### [WHAT THIS TASK INVOLVES]
Scan the lines below for "source"; report the number of lines that contain it, and only that.

### [DATASET RECORDS]
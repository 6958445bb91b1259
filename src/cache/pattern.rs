//! Key Patterns
//!
//! Glob-style key matching shared by all backends: `*` matches any run of
//! characters, `?` exactly one, and the whole key must match. Every other
//! character is literal.

use crate::error::{Error, Result};
use glob::Pattern;

/// A compiled key glob
#[derive(Debug, Clone)]
pub struct KeyPattern {
    source: String,
    pattern: Pattern,
}

impl KeyPattern {
    /// Compile a key glob
    pub fn new(glob: &str) -> Result<Self> {
        let mut translated = String::with_capacity(glob.len() + 8);
        let mut previous_star = false;

        for c in glob.chars() {
            match c {
                '*' => {
                    // `**` has path semantics in glob; one star already spans everything
                    if !previous_star {
                        translated.push('*');
                    }
                    previous_star = true;
                    continue;
                }
                '?' => translated.push('?'),
                _ => translated.push_str(&Pattern::escape(&c.to_string())),
            }
            previous_star = false;
        }

        let pattern = Pattern::new(&translated).map_err(|e| Error::InvalidPattern {
            pattern: glob.to_string(),
            reason: e.msg.to_string(),
        })?;

        Ok(Self {
            source: glob.to_string(),
            pattern,
        })
    }

    /// Check whether a key matches
    #[inline]
    pub fn matches(&self, key: &str) -> bool {
        self.pattern.matches(key)
    }

    /// The glob this pattern was compiled from
    pub fn as_str(&self) -> &str {
        &self.source
    }
}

### [REPLY]
3